“President Biden has made clear his commitment to not just rebuilding to how things were before COVID-19, but to building back better and more equitably. The Minority Business Development Agency is ready to step into this historic moment and build on its success — because we recognize that America’s road to recovery runs through our minority business community. Making MBDA a statutory Agency provides MBDA with the authorities, workforce and resources needed to help level the playing field on behalf of minority businesses and minority entrepreneurs.” — U.S. Secretary of Commerce Gina Raimondo
After more than 50 years, the Minority Business Development Agency has been made permanent, its director has been elevated to undersecretary of commerce, and new tools and authority will allow the agency to address the longstanding economic inequities that face our nation’s 9 million business owners of color.
These long-awaited historic provisions are part of the Bipartisan Infrastructure Investment and Jobs Act, signed by President Biden earlier this month.
The expansion and elevation of MBDA is of special interest to the National Urban League, not only because Black entrepreneurship and business ownership are at the heart of our mission. Robert J. Brown, vice chair of the National Urban League Board of Trustees, created and developed the agency — then known as the Office of Minority Business Enterprise — while serving as special assistant to President Richard Nixon in 1969.
“We must also provide an expanded opportunity to participate in the free enterprise system at all levels — not only to share the economic benefits of the free enterprise system more broadly, but also to encourage pride, dignity, and a sense of independence,” Nixon said upon signing the executive order creating the agency. “In order to do this, we need to remove commercial obstacles which have too often stood in the way of minority group members — obstacles such as the unavailability of credit, insurance, and technical assistance.”
During the COVID-19 pandemic, Black-owned businesses shuttered at twice the rate of white-owned businesses and were largely excluded from relief that was distributed as part of Congress’s stimulus bills.
Even before the pandemic, Black and Latino Americans owned fewer than 10% of small businesses with employees, despite making up 30% of the nation’s population.
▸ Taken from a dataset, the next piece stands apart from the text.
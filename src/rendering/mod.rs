//! Frame buffers, the overlay compositor, and terminal backends.

pub mod frame;
pub mod overlay;
pub mod terminal;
The landmark Infrastructure Investment and Jobs Act includes the following provisions:
• Expands the geographic reach of the MBDA by authorizing the creation of regional MBDA offices, rural business centers, and increasing the number and scope of existing programs.
• Creates a presidentially appointed and Senate-confirmed Under Secretary of Commerce for Minority Business Development to lead the agency.
• Increases the MBDA’s grant-making capacity to partner with community and national nonprofits engaged in private and public sector development as well as research.
• Mandates the creation of the Parren J. Mitchel Entrepreneurship Education Grants Program to cultivate the next generation of minority entrepreneurs on the campuses HBCUs and MSIs across the Nation.
• Creates a council to advise the Under Secretary on supporting MBEs; and Authorizes the Under Secretary to coordinate federal MBE programs.
“This legislation is transformative and signifies a new era in minority business development and progress toward addressing the long-standing racial disparities in access to capital, contracts, and business ecosystems,” said U.S. Department of Commerce Deputy Secretary Don Graves.
The National Urban League and our network of 91 affiliates have counseled, mentored and trained more than 60,000 business owners over the past decade and a half; we look forward to expanding and enhancing our work with the partnership of the revitalized MBDA.
Morial is president/CEO of the National Urban League.